After some performances in Germany, Best was replaced in 1961 by a new drummer named Ringo Starr and the band even found a manager, Brian Epstein in 1962.
Paul once said of this early stage of the Beatles' career, “Dad always encouraged me to take up music. He likes our sound, I think, but sometimes says we're away from home a bit too much. He put up with my practice sessions for years which shows he's a brave man.”
That October the band released their first major hit, ‘Love Me Do’ which resulted in what rock historians have called, ‘Beatlemania.’ Paul certainly got his share of attention from the girls as he was quickly nicknamed, ‘The Cute Beatle.’
McCartney and Lennon began working closely together to write songs and by 1964 they had produced hit songs such as, ‘I Saw Her Standing There,’ ‘She Loves You’, ‘I Wanna Hold Your Hand’ and ‘Can’t Buy Me Love.’

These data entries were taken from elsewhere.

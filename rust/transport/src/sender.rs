// This Source Code Form is subject to the terms of the Mozilla Public
// License, v. 2.0. If a copy of the MPL was not distributed with this
// file, You can obtain one at https://mozilla.org/MPL/2.0/.

//! Sending side of the handshake.
//!
//! One attempt is connect, write the payload line, read the echo line. If
//! the echo is not byte-identical to the payload the whole attempt is
//! repeated on a fresh connection. After a matching echo the receiver's
//! catalog line is read.

use std::time::Duration;

use grevit_core::{codec, Catalog, ComponentCollection};
use tokio::io::BufReader;
use tokio::net::TcpStream;
use tokio::time::timeout;

use crate::error::{Result, TransportError};
use crate::line::{read_line, write_line};

/// Default receiver port.
pub const DEFAULT_PORT: u16 = 8002;

/// Default per-operation timeout.
pub const DEFAULT_TIMEOUT: Duration = Duration::from_millis(10_000);

/// Sender configuration.
#[derive(Debug, Clone, PartialEq, Eq)]
pub struct SenderConfig {
    pub host: String,
    pub port: u16,
    /// Bound on connect and on each line read or written.
    pub timeout: Duration,
    /// Give up after this many mismatched echoes. `None` retries forever.
    pub max_attempts: Option<u32>,
}

impl Default for SenderConfig {
    fn default() -> Self {
        Self {
            host: "127.0.0.1".to_string(),
            port: DEFAULT_PORT,
            timeout: DEFAULT_TIMEOUT,
            max_attempts: None,
        }
    }
}

impl SenderConfig {
    pub fn address(&self) -> String {
        format!("{}:{}", self.host, self.port)
    }
}

/// Result of a completed handshake.
#[derive(Debug, Clone, PartialEq)]
pub struct SendOutcome {
    /// Connections it took until the echo matched
    pub attempts: u32,
    /// Catalog line as received
    pub raw_catalog: String,
    /// Decoded catalog, `None` if the line was not a valid catalog
    pub catalog: Option<Catalog>,
}

/// Client for a Grevit receiver.
#[derive(Debug, Clone, Default)]
pub struct Sender {
    config: SenderConfig,
}

impl Sender {
    pub fn new(config: SenderConfig) -> Self {
        Self { config }
    }

    pub fn config(&self) -> &SenderConfig {
        &self.config
    }

    /// Encodes and sends a collection.
    pub async fn send(&self, collection: &ComponentCollection) -> Result<SendOutcome> {
        let payload = codec::encode(collection)?;
        self.send_payload(&payload).await
    }

    /// Sends an already encoded payload line.
    ///
    /// Socket and timeout errors end the call. Only an echo mismatch is
    /// retried.
    pub async fn send_payload(&self, payload: &str) -> Result<SendOutcome> {
        let mut attempts = 0u32;

        loop {
            attempts += 1;

            match self.exchange(payload).await? {
                Some(raw_catalog) => {
                    let catalog = match codec::decode_catalog(&raw_catalog) {
                        Ok(catalog) => Some(catalog),
                        Err(err) => {
                            tracing::warn!(
                                error = %err,
                                "Receiver answered with an unreadable catalog"
                            );
                            None
                        }
                    };
                    tracing::info!(
                        address = %self.config.address(),
                        attempts,
                        bytes = payload.len(),
                        "Payload delivered"
                    );
                    return Ok(SendOutcome {
                        attempts,
                        raw_catalog,
                        catalog,
                    });
                }
                None => {
                    if let Some(max) = self.config.max_attempts {
                        if attempts >= max {
                            return Err(TransportError::EchoExhausted { attempts });
                        }
                    }
                    tracing::warn!(attempts, "Echo did not match payload, retrying");
                }
            }
        }
    }

    /// One connection. `None` when the echo did not match.
    async fn exchange(&self, payload: &str) -> Result<Option<String>> {
        let addr = self.config.address();
        let after = self.config.timeout;

        let stream = timeout(after, TcpStream::connect(&addr))
            .await
            .map_err(|_| TransportError::Timeout {
                stage: "connect",
                after,
            })?
            .map_err(|source| TransportError::Connect {
                addr: addr.clone(),
                source,
            })?;
        stream.set_nodelay(true).ok();

        let (read_half, mut write_half) = stream.into_split();
        let mut reader = BufReader::new(read_half);

        write_line(&mut write_half, payload, "payload", after).await?;

        let echo = read_line(&mut reader, "echo", after).await?;
        if echo != payload {
            tracing::debug!(
                sent = payload.len(),
                echoed = echo.len(),
                "Echo mismatch"
            );
            return Ok(None);
        }

        read_line(&mut reader, "catalog", after).await.map(Some)
    }
}
// This Source Code Form is subject to the terms of the Mozilla Public
// License, v. 2.0. If a copy of the MPL was not distributed with this
// file, You can obtain one at https://mozilla.org/MPL/2.0/.

//! # Grevit Sync
//!
//! Applies a [`ComponentCollection`](grevit_core::ComponentCollection) onto
//! a native document while keeping element identity stable across runs.
//!
//! ## Overview
//!
//! - **Scan**: tagged elements are mapped by GID; GIDs found on several
//!   elements are banned for the run
//! - **Two passes**: components without references first, then deferred
//!   components with their reference resolved
//! - **Dispatch**: a registration table from component type to builder;
//!   parameters are applied with storage type checks, then the GID is tagged
//! - **Sweep**: optional removal of tagged elements the run did not reproduce
//!
//! ## Quick Start
//!
//! ```rust
//! use grevit_core::{Component, ComponentCollection, Line, Point};
//! use grevit_sync::{default_router, MemoryDocument, Reconciler};
//!
//! let mut document = MemoryDocument::new();
//! let reconciler = Reconciler::new(default_router());
//!
//! let line = Component::new(Line {
//!     from: Point::new(0.0, 0.0, 0.0),
//!     to: Point::new(1.0, 0.0, 0.0),
//!     view: String::new(),
//! })
//! .with_gid("l1");
//! let collection = ComponentCollection::new(vec![line]).with_update(true);
//!
//! let report = reconciler.run(&mut document, &collection).unwrap();
//! assert_eq!(report.created, 1);
//!
//! // Sending the same collection again updates instead of duplicating.
//! let report = reconciler.run(&mut document, &collection).unwrap();
//! assert_eq!(report.updated, 1);
//! assert_eq!(document.len(), 1);
//! ```

pub mod context;
pub mod document;
pub mod error;
pub mod memory;
pub mod reconcile;
pub mod report;
pub mod router;
pub mod sweep;

pub use context::ReconciliationContext;
pub use document::{apply_parameters, NativeDocument, ParameterOutcome, StorageType};
pub use error::{CreationError, DocumentError, Result, SyncError};
pub use memory::{default_router, ElementId, MemoryBuilder, MemoryDocument, MemoryElement};
pub use reconcile::{Reconciler, CREATE_TRANSACTION};
pub use report::{DeleteFailure, Failure, RunReport, SkipReason, Skipped, SweepReport};
pub use router::{BuildRequest, BuilderRouter, ComponentBuilder, Dispatch};
pub use sweep::{orphans, sweep, DELETE_TRANSACTION};
// This Source Code Form is subject to the terms of the Mozilla Public
// License, v. 2.0. If a copy of the MPL was not distributed with this
// file, You can obtain one at https://mozilla.org/MPL/2.0/.

//! CLI tool: send a component collection to a Grevit receiver
//!
//! Reads a collection as JSON from a file (or stdin with `-`), applies the
//! command line flags and performs the echo handshake. A flag overrides the
//! file's own `update`, `delete` or `scale`; the defaults below only fill
//! fields the file leaves out.
//!
//! Usage:
//!   grevit-send <collection.json> [options]

use std::env;
use std::io::Read;
use std::time::Duration;

use anyhow::{bail, Context};
use grevit_core::{codec, ComponentCollection};
use grevit_transport::{Sender, SenderConfig};

/// Grasshopper models are usually in meters, Revit works in feet.
const DEFAULT_SCALE: f64 = 3.28084;

#[derive(Debug)]
struct Options {
    input: String,
    config: SenderConfig,
    update: Option<bool>,
    erase: Option<bool>,
    scale: Option<f64>,
}

fn parse_args(args: &[String]) -> anyhow::Result<Options> {
    let input = match args.get(1) {
        Some(input) => input.clone(),
        None => bail!("missing <collection.json> argument"),
    };

    let mut options = Options {
        input,
        config: SenderConfig::default(),
        update: None,
        erase: None,
        scale: None,
    };

    let mut i = 2;
    while i < args.len() {
        let flag = args[i].as_str();
        match flag {
            "--host" => options.config.host = value(args, &mut i, flag)?.to_string(),
            "--port" => {
                options.config.port = value(args, &mut i, flag)?
                    .parse()
                    .context("invalid port")?
            }
            "--timeout" => {
                let ms: u64 = value(args, &mut i, flag)?
                    .parse()
                    .context("invalid timeout")?;
                options.config.timeout = Duration::from_millis(ms);
            }
            "--max-attempts" => {
                let attempts: u32 = value(args, &mut i, flag)?
                    .parse()
                    .context("invalid attempt count")?;
                options.config.max_attempts = Some(attempts);
            }
            "--scale" => {
                let scale: f64 = value(args, &mut i, flag)?
                    .parse()
                    .context("invalid scale")?;
                if !scale.is_finite() || scale <= 0.0 {
                    bail!("scale must be a positive finite number, got {scale}");
                }
                options.scale = Some(scale);
            }
            "--update" => options.update = Some(true),
            "--no-update" => options.update = Some(false),
            "--erase" => options.erase = Some(true),
            "--no-erase" => options.erase = Some(false),
            other => bail!("unknown option: {other}"),
        }
        i += 1;
    }

    Ok(options)
}

/// Advances past a flag and returns its value.
fn value<'a>(args: &'a [String], i: &mut usize, flag: &str) -> anyhow::Result<&'a str> {
    *i += 1;
    args.get(*i)
        .map(String::as_str)
        .with_context(|| format!("{flag} needs a value"))
}

/// Settles `update`, `delete` and `scale`: flag first, then the file's own
/// value, then the sender default.
fn apply_flags(
    mut collection: ComponentCollection,
    text: &str,
    options: &Options,
) -> anyhow::Result<ComponentCollection> {
    let fields: serde_json::Value =
        serde_json::from_str(text).context("reading collection fields")?;
    let given = |key: &str| fields.get(key).is_some();

    collection.update = options
        .update
        .or_else(|| given("update").then_some(collection.update))
        .unwrap_or(true);
    collection.delete = options
        .erase
        .or_else(|| given("delete").then_some(collection.delete))
        .unwrap_or(false);
    collection.scale = options
        .scale
        .or_else(|| given("scale").then_some(collection.scale))
        .unwrap_or(DEFAULT_SCALE);

    Ok(collection)
}

fn read_input(input: &str) -> anyhow::Result<String> {
    if input == "-" {
        let mut text = String::new();
        std::io::stdin()
            .read_to_string(&mut text)
            .context("reading stdin")?;
        Ok(text)
    } else {
        std::fs::read_to_string(input).with_context(|| format!("reading {input}"))
    }
}

#[tokio::main]
async fn main() -> anyhow::Result<()> {
    tracing_subscriber::fmt()
        .with_env_filter(std::env::var("RUST_LOG").unwrap_or_else(|_| "warn".into()))
        .init();

    let args: Vec<String> = env::args().collect();
    if args.len() < 2 || args[1] == "--help" || args[1] == "-h" {
        print_usage();
        return Ok(());
    }

    let options = match parse_args(&args) {
        Ok(options) => options,
        Err(err) => {
            eprintln!("Error: {err:#}");
            print_usage();
            std::process::exit(1);
        }
    };

    let text = read_input(&options.input)?;
    let text = text.trim();
    let collection = codec::decode(text).with_context(|| format!("decoding {}", options.input))?;
    let collection = apply_flags(collection, text, &options)?;

    println!(
        "Sending {} components to {} (update: {}, erase: {}, scale: {})",
        collection.len(),
        options.config.address(),
        collection.update,
        collection.delete,
        collection.scale
    );

    let sender = Sender::new(options.config);
    let outcome = sender.send(&collection).await?;

    println!("Delivered after {} attempt(s)", outcome.attempts);
    match outcome.catalog {
        Some(catalog) => {
            for category in &catalog.categories {
                println!("{}", category.name);
                for family in &category.families {
                    println!("  {} ({})", family.name, family.types.join(", "));
                }
            }
        }
        None => println!("Receiver catalog could not be read"),
    }

    Ok(())
}

fn print_usage() {
    println!(
        r#"grevit-send - Send a component collection to a Grevit receiver

USAGE:
  grevit-send <collection.json> [OPTIONS]

ARGUMENTS:
  <collection.json>         Collection file, or - to read stdin

OPTIONS:
  --host <host>             Receiver host (default: 127.0.0.1)
  --port <port>             Receiver port (default: 8002)
  --timeout <ms>            Socket timeout in milliseconds (default: 10000)
  --max-attempts <n>        Give up after n mismatched echoes (default: retry forever)
  --scale <factor>          Unit factor to native units (default: 3.28084)
  --update / --no-update    Reconcile against earlier sends (default: on)
  --erase / --no-erase      Delete elements not sent again (default: off)
  -h, --help                Show this help message

Flags override the update, delete and scale fields of the input file.
Defaults apply only to fields the file leaves out.
"#
    );
}
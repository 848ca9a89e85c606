// This Source Code Form is subject to the terms of the Mozilla Public
// License, v. 2.0. If a copy of the MPL was not distributed with this
// file, You can obtain one at https://mozilla.org/MPL/2.0/.

//! Receiving side of the handshake.
//!
//! A [`Receiver`] is a single-shot rendezvous: it accepts connections until
//! one of them delivers a collection with at least one component, then
//! stops listening and hands that collection back.

use std::net::SocketAddr;
use std::sync::atomic::{AtomicBool, Ordering};
use std::sync::Arc;
use std::time::Duration;

use grevit_core::{codec, Catalog, ComponentCollection};
use tokio::io::BufReader;
use tokio::net::{TcpListener, TcpStream};
use tokio::sync::Notify;
use tokio::task::{JoinError, JoinSet};

use crate::error::{Result, TransportError};
use crate::line::{read_line, write_line};
use crate::sender::{DEFAULT_PORT, DEFAULT_TIMEOUT};

/// Receiver configuration.
#[derive(Debug, Clone, PartialEq, Eq)]
pub struct ReceiverConfig {
    pub bind: String,
    pub port: u16,
    /// Bound on each line read or written on an accepted connection.
    pub timeout: Duration,
    /// Pause before the listener is closed after a collection arrived.
    pub grace_delay: Duration,
}

impl Default for ReceiverConfig {
    fn default() -> Self {
        Self {
            bind: "0.0.0.0".to_string(),
            port: DEFAULT_PORT,
            timeout: DEFAULT_TIMEOUT,
            grace_delay: Duration::from_millis(1000),
        }
    }
}

impl ReceiverConfig {
    pub fn address(&self) -> String {
        format!("{}:{}", self.bind, self.port)
    }
}

#[derive(Debug, Default)]
struct StopState {
    stopped: AtomicBool,
    notify: Notify,
}

/// Cooperative stop request for a running [`Receiver`].
///
/// Checked before every accept. Connections already accepted still finish.
#[derive(Debug, Clone, Default)]
pub struct StopHandle {
    state: Arc<StopState>,
}

impl StopHandle {
    pub fn stop(&self) {
        self.state.stopped.store(true, Ordering::SeqCst);
        self.state.notify.notify_one();
    }

    pub fn is_stopped(&self) -> bool {
        self.state.stopped.load(Ordering::SeqCst)
    }
}

/// Bound listener waiting for one collection.
pub struct Receiver {
    listener: TcpListener,
    catalog_line: Arc<str>,
    config: ReceiverConfig,
    stop: StopHandle,
}

impl Receiver {
    /// Binds the listener. Every connection is answered with `catalog`.
    pub async fn bind(config: ReceiverConfig, catalog: &Catalog) -> Result<Self> {
        let catalog_line: Arc<str> = codec::encode_catalog(catalog)?.into();
        let addr = config.address();
        let listener = TcpListener::bind(&addr)
            .await
            .map_err(|source| TransportError::Bind {
                addr: addr.clone(),
                source,
            })?;

        tracing::info!(address = %addr, "Receiver listening");

        Ok(Self {
            listener,
            catalog_line,
            config,
            stop: StopHandle::default(),
        })
    }

    pub fn local_addr(&self) -> Result<SocketAddr> {
        Ok(self.listener.local_addr()?)
    }

    pub fn stop_handle(&self) -> StopHandle {
        self.stop.clone()
    }

    /// Accepts until a non-empty collection arrives or a stop is requested.
    ///
    /// Returns `None` when stopped first. Malformed payloads, empty
    /// collections and failed connections are logged and ignored.
    pub async fn run(self) -> Result<Option<ComponentCollection>> {
        let mut tasks: JoinSet<Result<Option<ComponentCollection>>> = JoinSet::new();
        let mut received = None;

        while !self.stop.is_stopped() {
            tokio::select! {
                accepted = self.listener.accept() => match accepted {
                    Ok((stream, peer)) => {
                        tracing::debug!(peer = %peer, "Accepted connection");
                        tasks.spawn(handle_connection(
                            stream,
                            peer,
                            Arc::clone(&self.catalog_line),
                            self.config.timeout,
                        ));
                    }
                    Err(err) => tracing::warn!(error = %err, "Accept failed"),
                },
                Some(joined) = tasks.join_next() => {
                    if let Some(collection) = completed(joined) {
                        received = Some(collection);
                        break;
                    }
                }
                _ = self.stop.state.notify.notified() => {}
            }
        }

        // Connections already accepted run to completion.
        while let Some(joined) = tasks.join_next().await {
            if let Some(collection) = completed(joined) {
                if received.is_none() {
                    received = Some(collection);
                } else {
                    tracing::warn!(
                        items = collection.len(),
                        "Dropping collection that arrived after the first one"
                    );
                }
            }
        }

        if let Some(collection) = &received {
            tracing::info!(
                items = collection.len(),
                update = collection.update,
                delete = collection.delete,
                "Collection received"
            );
            tokio::time::sleep(self.config.grace_delay).await;
        } else {
            tracing::info!("Receiver stopped without a collection");
        }

        drop(self.listener);
        Ok(received)
    }
}

/// Unwraps a finished connection task, logging what went wrong.
fn completed(
    joined: std::result::Result<Result<Option<ComponentCollection>>, JoinError>,
) -> Option<ComponentCollection> {
    match joined {
        Ok(Ok(collection)) => collection,
        Ok(Err(err)) => {
            tracing::warn!(error = %err, "Connection failed");
            None
        }
        Err(err) => {
            tracing::error!(error = %err, "Connection task panicked or was cancelled");
            None
        }
    }
}

/// Echo, catalog, decode. `None` for an empty collection.
async fn handle_connection(
    stream: TcpStream,
    peer: SocketAddr,
    catalog_line: Arc<str>,
    after: Duration,
) -> Result<Option<ComponentCollection>> {
    stream.set_nodelay(true).ok();
    let (read_half, mut write_half) = stream.into_split();
    let mut reader = BufReader::new(read_half);

    let payload = read_line(&mut reader, "payload", after).await?;
    write_line(&mut write_half, &payload, "echo", after).await?;
    write_line(&mut write_half, &catalog_line, "catalog", after).await?;

    let collection = codec::decode(&payload)?;
    if collection.is_empty() {
        tracing::info!(peer = %peer, "Received an empty collection, still listening");
        return Ok(None);
    }
    Ok(Some(collection))
}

That same year, Paul bought his father a new house so he could retire from his job at the cotton merchant, and Jim remarried. He lived another 13 years to see his son’s fame become legendary and worldwide. He passed away on March 18, 1976 in his home in England.
Ironically, it was John Lennon who heard the news first and immediately telephoned Paul to tell him the sad news. Paul, who was in New York at the time did not attend his father’s funeral, and his brother Mike said he thinks it was just too upsetting for him.
“It was no coincidence that Paul was on the Continent at the time,” Mike once said. “Paul would never face that sort of thing."
He then added, “My dad taught me a lot of things… we both owe him a lot. He's a very good man, and he's a very stubborn man. He looks more like Paul than me, but I've got him inside me.”